BRIEF
Only the lines holding "TestPassed" are wanted. Copy every one from the records below.

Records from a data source

════════

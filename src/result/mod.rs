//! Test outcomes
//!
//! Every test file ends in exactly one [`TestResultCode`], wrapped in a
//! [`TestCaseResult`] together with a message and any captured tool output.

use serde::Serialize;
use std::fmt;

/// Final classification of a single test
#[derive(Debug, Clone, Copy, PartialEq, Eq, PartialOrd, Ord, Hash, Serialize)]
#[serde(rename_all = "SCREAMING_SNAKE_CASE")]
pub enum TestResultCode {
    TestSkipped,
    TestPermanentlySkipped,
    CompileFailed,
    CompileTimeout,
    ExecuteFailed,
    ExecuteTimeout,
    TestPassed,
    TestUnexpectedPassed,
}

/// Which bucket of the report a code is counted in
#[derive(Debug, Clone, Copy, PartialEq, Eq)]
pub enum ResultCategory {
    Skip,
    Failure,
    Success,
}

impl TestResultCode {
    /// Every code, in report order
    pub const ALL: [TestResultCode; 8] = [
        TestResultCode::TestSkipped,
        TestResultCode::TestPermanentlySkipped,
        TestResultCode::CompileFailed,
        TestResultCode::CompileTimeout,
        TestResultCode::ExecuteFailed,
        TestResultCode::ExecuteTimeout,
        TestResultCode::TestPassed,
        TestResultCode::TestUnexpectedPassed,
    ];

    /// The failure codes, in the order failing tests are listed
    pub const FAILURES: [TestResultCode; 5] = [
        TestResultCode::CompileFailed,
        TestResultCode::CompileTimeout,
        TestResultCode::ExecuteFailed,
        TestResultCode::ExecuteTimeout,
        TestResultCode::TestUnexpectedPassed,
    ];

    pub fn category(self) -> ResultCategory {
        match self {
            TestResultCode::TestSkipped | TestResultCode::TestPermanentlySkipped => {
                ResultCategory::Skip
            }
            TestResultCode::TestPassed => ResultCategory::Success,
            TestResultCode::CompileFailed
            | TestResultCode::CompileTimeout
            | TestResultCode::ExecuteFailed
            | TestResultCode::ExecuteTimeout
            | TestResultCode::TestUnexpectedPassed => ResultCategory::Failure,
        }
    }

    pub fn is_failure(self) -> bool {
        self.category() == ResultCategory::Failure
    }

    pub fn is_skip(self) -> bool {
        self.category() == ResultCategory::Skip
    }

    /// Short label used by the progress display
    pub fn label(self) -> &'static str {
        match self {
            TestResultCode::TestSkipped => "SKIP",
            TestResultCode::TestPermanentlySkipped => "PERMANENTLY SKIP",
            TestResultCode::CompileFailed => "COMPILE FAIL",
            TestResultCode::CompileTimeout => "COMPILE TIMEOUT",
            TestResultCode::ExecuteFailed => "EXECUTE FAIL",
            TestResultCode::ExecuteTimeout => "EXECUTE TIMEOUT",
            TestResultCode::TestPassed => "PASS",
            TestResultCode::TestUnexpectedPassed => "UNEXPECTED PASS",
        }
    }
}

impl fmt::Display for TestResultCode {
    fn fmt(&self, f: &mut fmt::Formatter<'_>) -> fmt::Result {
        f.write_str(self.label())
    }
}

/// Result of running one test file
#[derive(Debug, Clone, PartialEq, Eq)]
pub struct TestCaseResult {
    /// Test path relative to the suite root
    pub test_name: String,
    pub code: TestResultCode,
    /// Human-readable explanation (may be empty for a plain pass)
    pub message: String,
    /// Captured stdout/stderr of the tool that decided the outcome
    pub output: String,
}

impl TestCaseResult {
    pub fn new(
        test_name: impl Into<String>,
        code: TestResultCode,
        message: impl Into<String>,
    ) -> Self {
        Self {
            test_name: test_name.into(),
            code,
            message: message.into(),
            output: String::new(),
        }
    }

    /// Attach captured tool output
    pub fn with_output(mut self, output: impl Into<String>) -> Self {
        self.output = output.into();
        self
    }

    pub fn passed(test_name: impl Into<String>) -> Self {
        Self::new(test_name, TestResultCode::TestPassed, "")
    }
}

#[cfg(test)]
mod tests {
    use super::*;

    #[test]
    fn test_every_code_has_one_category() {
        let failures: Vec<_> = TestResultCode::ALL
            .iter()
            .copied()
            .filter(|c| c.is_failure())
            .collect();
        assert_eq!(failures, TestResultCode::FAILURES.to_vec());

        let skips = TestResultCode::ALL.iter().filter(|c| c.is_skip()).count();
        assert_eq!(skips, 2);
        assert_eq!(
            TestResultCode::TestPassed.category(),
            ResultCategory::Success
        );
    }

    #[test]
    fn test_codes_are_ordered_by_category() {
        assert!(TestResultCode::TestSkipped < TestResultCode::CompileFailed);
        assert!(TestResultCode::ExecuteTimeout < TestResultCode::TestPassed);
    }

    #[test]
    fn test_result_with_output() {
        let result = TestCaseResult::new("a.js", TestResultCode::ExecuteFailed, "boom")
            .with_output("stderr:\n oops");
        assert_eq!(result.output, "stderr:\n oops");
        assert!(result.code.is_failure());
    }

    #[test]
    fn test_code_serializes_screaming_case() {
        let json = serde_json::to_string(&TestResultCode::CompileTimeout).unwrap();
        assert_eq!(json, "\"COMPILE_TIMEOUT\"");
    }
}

════════

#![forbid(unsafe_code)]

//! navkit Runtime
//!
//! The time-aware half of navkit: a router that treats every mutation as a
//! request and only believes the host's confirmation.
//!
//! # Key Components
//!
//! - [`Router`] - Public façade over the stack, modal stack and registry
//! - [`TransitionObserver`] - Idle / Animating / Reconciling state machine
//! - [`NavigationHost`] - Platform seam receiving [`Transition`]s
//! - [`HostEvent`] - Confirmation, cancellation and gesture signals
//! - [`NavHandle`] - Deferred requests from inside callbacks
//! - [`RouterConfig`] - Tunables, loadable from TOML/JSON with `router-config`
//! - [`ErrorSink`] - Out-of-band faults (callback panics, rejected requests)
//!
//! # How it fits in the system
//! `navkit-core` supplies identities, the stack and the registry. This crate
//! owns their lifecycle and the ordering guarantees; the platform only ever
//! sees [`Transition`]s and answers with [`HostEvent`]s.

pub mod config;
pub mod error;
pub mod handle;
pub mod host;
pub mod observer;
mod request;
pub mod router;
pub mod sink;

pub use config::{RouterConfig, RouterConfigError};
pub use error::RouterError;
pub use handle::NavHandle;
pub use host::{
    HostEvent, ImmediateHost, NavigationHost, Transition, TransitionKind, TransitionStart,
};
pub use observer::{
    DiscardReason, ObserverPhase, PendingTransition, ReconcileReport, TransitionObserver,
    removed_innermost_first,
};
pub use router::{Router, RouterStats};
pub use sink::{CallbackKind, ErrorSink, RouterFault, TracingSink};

════════

FINISHED TASK
    TestPassed,
        TestResultCode::TestPassed,
            TestResultCode::TestPassed => ResultCategory::Success,
            TestResultCode::TestPassed => "PASS",
        Self::new(test_name, TestResultCode::TestPassed, "")
            TestResultCode::TestPassed.category(),
        assert!(TestResultCode::ExecuteTimeout < TestResultCode::TestPassed);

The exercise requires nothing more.